Collaborative idea exploration and the end of the loudest voice
"That's actually really clever!".
Words I don't hear often from my wife when referring to something I've done. The dot-voted Post-its lay in front of us and my Sister-in-law was inspired with what to do next in her career.
The 3x3 technique had worked its magic again.
Your first idea is just the beginning
I'm frustrated by "Who can talk the loudest?" brainstorming sessions. People latch on to those first ideas and stop exploring. One or two further ideas are likely discussed as extensions of the first.
It's uninspiring and uncreative.
What about all of those other ideas bursting to get out? What about ideas that haven't even been thought of yet? I don't have a loud voice and tend to share my ideas in a comfortable environment – at the end of a meeting after I've heard everyone else.
The approach doesn't feel right. I'm missing an opportunity to contribute earlier. And what about team members who don't have the courage to say anything at all?
Inspire yourself first, then others
After learning of my Sister-in-law's desire to completely shift her career, I thought I'd try an experiment: Can I use "3x3" on something completely unrelated to product development? A resounding yes blew me away.
Before the experiment the 3x3 technique existed in product development workshops and at Qeek. The goal is to explore what is possible. Collaboration is effortless and creativity is high.
A 3x3 is simple:
- Everyone write 3 ideas on 3 Post-its
- Go round the room in any order, pitch each idea in 15-seconds
- Gather all Post-its so everyone can see
- Add your name or initials to the one that inspires you the most
- Clean out unselected ideas
- Repeat two more times
At the end everyone can dot vote their favourite winning ideas with 1, 2 and 3 dots.
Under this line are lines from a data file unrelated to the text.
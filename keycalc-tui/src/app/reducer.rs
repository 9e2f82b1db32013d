//! Reducer for state transitions
//!
//! `(State, Action) -> State`. The only collaborator is the stateless
//! [`Calculator`]; no I/O happens here.
//!
//! This is also where a failed keystroke is caught: the session keeps its
//! pre-keystroke value and the user gets the error's fixed message. User
//! errors let the event loop carry on; a fault is parked in `state.fault`
//! for the loop to end the session with.

use crossterm::event::{KeyCode, KeyEvent};
use libkeycalc::{Calculator, Transition};
use tracing::{error, warn};

use super::actions::Action;
use super::keymap::map_key;
use super::state::{AppState, StatusBarState};

pub fn reduce(state: AppState, action: Action, engine: &Calculator) -> AppState {
    match action {
        // === UI Events ===
        Action::Key(key) => handle_key(state, key, engine),
        Action::Resize(_, _) => state, // Next draw picks up the new size

        // === Calculator ===
        Action::Input(key) => {
            let mut session = state.session;

            match session.handle(engine, key) {
                Ok(transition) => {
                    let message = match transition {
                        Transition::Reset => Some("Calculator reset".to_string()),
                        _ => None,
                    };

                    AppState {
                        session,
                        error: None,
                        status: StatusBarState { message },
                        ..state
                    }
                }
                Err(e) if e.is_fault() => {
                    error!(error = %e, ?key, "calculator fault");
                    AppState {
                        session,
                        error: Some(e.user_message()),
                        fault: Some(e),
                        ..state
                    }
                }
                Err(e) => {
                    warn!(error = %e, ?key, "keystroke rejected");
                    AppState {
                        session,
                        error: Some(e.user_message()),
                        ..state
                    }
                }
            }
        }

        // === Error Handling ===
        Action::DismissError => AppState {
            error: None,
            ..state
        },
    }
}

/// Handle keyboard input
///
/// Esc dismisses the error overlay; everything else goes through the keymap.
fn handle_key(state: AppState, key: KeyEvent, engine: &Calculator) -> AppState {
    if key.code == KeyCode::Esc && state.error.is_some() {
        return reduce(state, Action::DismissError, engine);
    }

    match map_key(&key, &state.config.keys) {
        Some(input) => reduce(state, Action::Input(input), engine),
        None => state,
    }
}
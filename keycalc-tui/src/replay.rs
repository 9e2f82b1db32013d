//! Non-interactive replay
//!
//! Feeds a string of keys through the same keymap and reducer as the
//! interactive loop, for scripting and for checking a calculation without
//! a terminal. Letters stand in for the keys a string cannot hold:
//! `b` is backspace, `r` is the reset gesture and `q` the quit gesture.

use crossterm::event::{KeyCode, KeyEvent, KeyModifiers};
use libkeycalc::{CalcError, Calculator};

use crate::app::{reduce, Action, AppState, UiConfig};

/// Outcome of a replay
#[derive(Debug)]
pub struct Replay {
    pub state: AppState,
    /// User messages for keystrokes that failed, in order
    pub errors: Vec<String>,
    /// Fault that stopped the replay early
    pub fault: Option<CalcError>,
}

/// Key event a replay character stands for
pub fn key_event_for(c: char, config: &UiConfig) -> KeyEvent {
    match c {
        'b' => KeyEvent::new(KeyCode::Backspace, KeyModifiers::NONE),
        'r' => KeyEvent::new(KeyCode::Char(config.keys.reset), KeyModifiers::CONTROL),
        'q' => KeyEvent::new(KeyCode::Char(config.keys.quit), KeyModifiers::CONTROL),
        _ => KeyEvent::new(KeyCode::Char(c), KeyModifiers::NONE),
    }
}

/// Replay `input`, stopping early at a quit gesture or a fault
pub fn replay(input: &str, config: UiConfig, engine: &Calculator) -> Replay {
    let mut state = AppState::with_config(config);
    let mut errors = Vec::new();
    let mut fault = None;

    for c in input.chars() {
        let event = key_event_for(c, &state.config);
        state = reduce(state, Action::Key(event), engine);

        if let Some(error) = state.error.take() {
            errors.push(error);
        }
        fault = state.fault.take();
        if fault.is_some() || state.should_quit() {
            break;
        }
    }

    Replay {
        state,
        errors,
        fault,
    }
}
Say goodbye to the loudest voice
Everyone is invited to the party. Everyone has a voice.
Something special has happened everytime I've used this technique. People buzz off each other's ideas and often a wonderful rapport is revealed between the participants. The team feels closer, glued by collective creativity and inspiration.
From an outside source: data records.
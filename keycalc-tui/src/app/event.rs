//! Event handling infrastructure
//!
//! Reads one terminal event at a time, blocking until one is available.

use crossterm::event::{self, Event as CrosstermEvent, KeyEvent};

use crate::app::Action;

/// TUI events that can be dispatched
#[derive(Debug, Clone)]
pub enum TuiEvent {
    /// Keyboard input
    Key(KeyEvent),

    /// Terminal resize
    Resize(u16, u16),
}

impl From<TuiEvent> for Action {
    fn from(event: TuiEvent) -> Self {
        match event {
            TuiEvent::Key(key) => Action::Key(key),
            TuiEvent::Resize(w, h) => Action::Resize(w, h),
        }
    }
}

/// Blocking reader for terminal events
#[derive(Debug, Default)]
pub struct EventHandler;

impl EventHandler {
    pub fn new() -> Self {
        Self
    }

    /// Block until the next key or resize event
    ///
    /// Mouse, focus and paste events are skipped.
    pub fn next(&self) -> std::io::Result<TuiEvent> {
        loop {
            match event::read()? {
                CrosstermEvent::Key(key) => return Ok(TuiEvent::Key(key)),
                CrosstermEvent::Resize(w, h) => return Ok(TuiEvent::Resize(w, h)),
                _ => continue,
            }
        }
    }
}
Go beyond what you think is possible
The 3x3 technique is in its infancy and I feel confident it works for:
- Product development teams solving existing problems
- Startups exploring new product ideas
- Startups exploring ways to get traction
- People wanting to change career
- Teams stuck deciding what to do next
I'm convinced 3x3 will work in many more situations:
- Engineers choosing a technology to trial
- Testers exploring test ideas
- Autonomous development teams exploring new features
The opportunities are limitless.
Over to you
Could you use something like this? Where do you think it applies? Have you used something similar? Try it out! How did it go? I'd love to get your thoughts, your experiences and your feedback!